In this work, we ran SURCOMED 10 times with 50 iterations of the algorithm and collected the top 5 combinations from each run, which resulted in the selected 50 combinations that we used for further analysis. Given that at each iteration of the algorithm 30 combinations were evaluated, a total of 15,000 combinations were assessed across runs and iterations.
It is worth mentioning that we decided to work with a population size of 30 combinations and 50 iterations after some preliminary tests. The optimization may be benefited from greater population sizes but with a computational time cost. We strongly suggest users planning to apply SURCOMED to a different data set to perform some preliminary runs with different population size and small number of iterations before the actual analysis in order to find a suitable configuration of the algorithm, which ultimately depends on the underlying structure of the population of patients.
Implementation of the SURCOMED algorithm
The algorithm is implemented as a web application written with the AngularJS and d3js frameworks for the front-end part and with PHP and R on the server side.

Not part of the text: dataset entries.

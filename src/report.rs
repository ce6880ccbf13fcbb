//! Text rendering of the list, tree, top and summary views.

use std::collections::HashMap;
use std::fmt::Write;

use serde::Serialize;

use crate::format::{fit_unicode, format_bytes, format_optional_bytes, format_percent};
use crate::system::{
    ProcessForest, ProcessRecord, ProcessTreeNode, ResourceSummary, SystemSnapshot, TopEntry,
};

#[derive(Debug, Clone, Copy, PartialEq, Eq, Default)]
pub enum SortMode {
    #[default]
    Pid,
    Cpu,
    Memory,
    Name,
}

impl SortMode {
    pub fn from_str_config(s: &str) -> Self {
        match s.to_lowercase().as_str() {
            "cpu" => SortMode::Cpu,
            "memory" | "mem" => SortMode::Memory,
            "name" => SortMode::Name,
            _ => SortMode::Pid,
        }
    }

    /// Orders records in place. Metrics sort largest first with unavailable
    /// values last; every mode falls back to ascending PID.
    pub fn sort(self, records: &mut [ProcessRecord]) {
        match self {
            SortMode::Pid => records.sort_by_key(|r| r.pid),
            SortMode::Cpu => records.sort_by(|a, b| {
                let a_cpu = a.cpu_percent.unwrap_or(f32::NEG_INFINITY);
                let b_cpu = b.cpu_percent.unwrap_or(f32::NEG_INFINITY);
                b_cpu.total_cmp(&a_cpu).then(a.pid.cmp(&b.pid))
            }),
            SortMode::Memory => {
                records.sort_by(|a, b| b.memory_bytes.cmp(&a.memory_bytes).then(a.pid.cmp(&b.pid)))
            }
            SortMode::Name => records.sort_by(|a, b| {
                a.name
                    .to_lowercase()
                    .cmp(&b.name.to_lowercase())
                    .then(a.pid.cmp(&b.pid))
            }),
        }
    }
}

#[derive(Debug, Clone, Copy)]
pub struct DisplayOptions {
    pub name_width: usize,
    pub show_user: bool,
}

impl Default for DisplayOptions {
    fn default() -> Self {
        Self {
            name_width: 28,
            show_user: true,
        }
    }
}

/// JSON shape of the summary view.
#[derive(Debug, Serialize)]
pub struct SummaryView<'a> {
    pub cpu_usage_percent: f32,
    pub memory_total: u64,
    pub memory_used: u64,
    pub memory_available: u64,
    pub swap_total: u64,
    pub swap_used: u64,
    pub processes: &'a ResourceSummary,
}

impl<'a> SummaryView<'a> {
    pub fn new(snapshot: &SystemSnapshot, summary: &'a ResourceSummary) -> Self {
        Self {
            cpu_usage_percent: snapshot.cpu_usage_percent,
            memory_total: snapshot.memory_total,
            memory_used: snapshot.memory_used,
            memory_available: snapshot.memory_available,
            swap_total: snapshot.swap_total,
            swap_used: snapshot.swap_used,
            processes: summary,
        }
    }
}

fn user_label(record: &ProcessRecord) -> &str {
    record.user.as_deref().unwrap_or("-")
}

fn ppid_label(record: &ProcessRecord) -> String {
    match record.ppid {
        Some(ppid) if ppid != 0 => ppid.to_string(),
        _ => "-".to_string(),
    }
}

pub fn render_list(records: &[ProcessRecord], opts: &DisplayOptions) -> String {
    let mut out = String::new();
    let _ = write!(
        out,
        "{:>7} {} {:<9} {:>7} {:>10} {:>7}",
        "PID",
        fit_unicode("NAME", opts.name_width),
        "STATUS",
        "CPU%",
        "MEMORY",
        "PPID"
    );
    if opts.show_user {
        let _ = write!(out, " USER");
    }
    let _ = writeln!(out);

    for record in records {
        let _ = write!(
            out,
            "{:>7} {} {:<9} {:>7} {:>10} {:>7}",
            record.pid,
            fit_unicode(&record.name, opts.name_width),
            record.status.label(),
            format_percent(record.cpu_percent),
            format_optional_bytes(record.memory_bytes),
            ppid_label(record)
        );
        if opts.show_user {
            let _ = write!(out, " {}", user_label(record));
        }
        let _ = writeln!(out);
    }

    let unavailable = records.iter().filter(|r| !r.is_available()).count();
    let _ = writeln!(out);
    let _ = write!(out, "Total processes: {}", records.len());
    if unavailable > 0 {
        let _ = write!(out, " ({unavailable} unavailable)");
    }
    let _ = writeln!(out);
    out
}

fn node_label(node: &ProcessTreeNode) -> String {
    let record = &node.record;
    let mut label = format!(
        "{} {} ({}, cpu {}, mem {})",
        record.pid,
        record.name,
        record.status.label(),
        format_percent(record.cpu_percent),
        format_optional_bytes(record.memory_bytes)
    );
    if node.malformed_ancestry {
        label.push_str(" [malformed ancestry]");
    }
    label
}

fn render_node(out: &mut String, root: &ProcessTreeNode) {
    // (node, prefix, is_last_sibling, is_root)
    let mut stack: Vec<(&ProcessTreeNode, String, bool, bool)> =
        vec![(root, String::new(), true, true)];

    while let Some((node, prefix, last, is_root)) = stack.pop() {
        let connector = match (is_root, last) {
            (true, _) => "",
            (false, true) => "└─ ",
            (false, false) => "├─ ",
        };
        let _ = writeln!(out, "{prefix}{connector}{}", node_label(node));

        let child_prefix = match (is_root, last) {
            (true, _) => String::new(),
            (false, true) => format!("{prefix}   "),
            (false, false) => format!("{prefix}│  "),
        };
        let count = node.children.len();
        for (i, child) in node.children.iter().enumerate().rev() {
            stack.push((child, child_prefix.clone(), i + 1 == count, false));
        }
    }
}

pub fn render_tree(forest: &ProcessForest) -> String {
    let mut out = String::new();
    if forest.is_empty() {
        let _ = writeln!(out, "No process hierarchy found.");
        return out;
    }

    for root in &forest.roots {
        render_node(&mut out, root);
    }

    if !forest.issues.is_empty() {
        let _ = writeln!(out);
        let _ = writeln!(out, "Malformed ancestry:");
        for issue in &forest.issues {
            let _ = writeln!(out, "  - {issue}");
        }
    }

    let _ = writeln!(out);
    let _ = writeln!(
        out,
        "Total: {} processes in {} trees",
        forest.len(),
        forest.roots.len()
    );
    out
}

/// Renders the hierarchy below one process.
pub fn render_subtree(node: &ProcessTreeNode) -> String {
    let mut out = String::new();
    render_node(&mut out, node);
    let _ = writeln!(out);
    let _ = writeln!(
        out,
        "Subtree: {} processes, {} total memory",
        node.descendant_count() + 1,
        format_bytes(node.subtree_memory())
    );
    out
}

/// Ranked table of the highest CPU consumers.
pub fn render_top(records: &[ProcessRecord], top: &[TopEntry<f32>], opts: &DisplayOptions) -> String {
    let by_pid: HashMap<u32, &ProcessRecord> = records.iter().map(|r| (r.pid, r)).collect();

    let mut out = String::new();
    let _ = write!(
        out,
        "{:>4} {:>7} {} {:>7} {:>10}",
        "RANK",
        "PID",
        fit_unicode("NAME", opts.name_width),
        "CPU%",
        "MEMORY"
    );
    if opts.show_user {
        let _ = write!(out, " USER");
    }
    let _ = writeln!(out);

    for (rank, entry) in top.iter().enumerate() {
        let record = by_pid.get(&entry.pid);
        let _ = write!(
            out,
            "{:>4} {:>7} {} {:>7} {:>10}",
            rank + 1,
            entry.pid,
            fit_unicode(&entry.name, opts.name_width),
            format_percent(Some(entry.value)),
            format_optional_bytes(record.and_then(|r| r.memory_bytes))
        );
        if opts.show_user {
            let _ = write!(out, " {}", record.map_or("-", |r| user_label(r)));
        }
        let _ = writeln!(out);
    }
    out
}

pub fn render_summary(snapshot: &SystemSnapshot, summary: &ResourceSummary) -> String {
    let mut out = String::new();

    let _ = writeln!(out, "System");
    let _ = writeln!(out, "  CPU usage:         {:.1}%", snapshot.cpu_usage_percent);
    let _ = writeln!(
        out,
        "  Memory:            {} / {} ({:.1}%)",
        format_bytes(snapshot.memory_used),
        format_bytes(snapshot.memory_total),
        snapshot.memory_percent()
    );
    let _ = writeln!(
        out,
        "  Available memory:  {}",
        format_bytes(snapshot.memory_available)
    );
    let _ = writeln!(
        out,
        "  Swap:              {} / {}",
        format_bytes(snapshot.swap_used),
        format_bytes(snapshot.swap_total)
    );

    let _ = writeln!(out);
    let _ = writeln!(out, "Processes");
    let _ = write!(out, "  Total:             {}", summary.process_count);
    if summary.unavailable_count > 0 {
        let _ = write!(out, " ({} unavailable)", summary.unavailable_count);
    }
    let _ = writeln!(out);
    if !summary.status_counts.is_empty() {
        let states = summary
            .status_counts
            .iter()
            .map(|(state, count)| format!("{state} {count}"))
            .collect::<Vec<_>>()
            .join(", ");
        let _ = writeln!(out, "  By status:         {states}");
    }
    let _ = writeln!(
        out,
        "  CPU total / mean:  {:.1}% / {:.1}%",
        summary.cpu_total, summary.cpu_mean
    );
    let _ = writeln!(
        out,
        "  Memory total/mean: {} / {}",
        format_bytes(summary.memory_total),
        format_bytes(summary.memory_mean.round() as u64)
    );

    let _ = writeln!(out);
    let _ = writeln!(out, "Top {} by CPU", summary.top_cpu.len());
    for (rank, entry) in summary.top_cpu.iter().enumerate() {
        let _ = writeln!(
            out,
            "  {}. {} (PID {}) - {:.1}%",
            rank + 1,
            entry.name,
            entry.pid,
            entry.value
        );
    }

    let _ = writeln!(out);
    let _ = writeln!(out, "Top {} by memory", summary.top_memory.len());
    for (rank, entry) in summary.top_memory.iter().enumerate() {
        let _ = writeln!(
            out,
            "  {}. {} (PID {}) - {}",
            rank + 1,
            entry.name,
            entry.pid,
            format_bytes(entry.value)
        );
    }
    out
}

It performs three types of analysis: first, the search for combinations of genes; second, the test of specific combinations; and third, results from these two previous analyses can be redirected to investigate deregulated mechanisms between pro- and anti-survival groups. Both intermediate and final results can be retrieved and downloaded or visualized online. The web-based display of the results enables the user to explore the survival curve of the top combinations, χ2, and P value of the log-rank test and the number of patients considered in each specific comparison, as well as to explore the underlying mechanisms that distinguish pro- and anti-survival groups.
The user can define the search space by providing a list of gene symbols or probes, or by selecting a genome-wide search. Once the analysis is complete, an email will be sent to the user with a link to the web-based display of the results, which can be visualized or downloaded.
The analysis can also be constrained by means of two entry-boxes where the user can introduce a list of ‘forced’ and ‘censored’ gene states that will be taken into account during the search; ‘forced’ refers to gene states that will always be included in any combination, whereas ‘censored’ refers to gene states that will be systematically avoided.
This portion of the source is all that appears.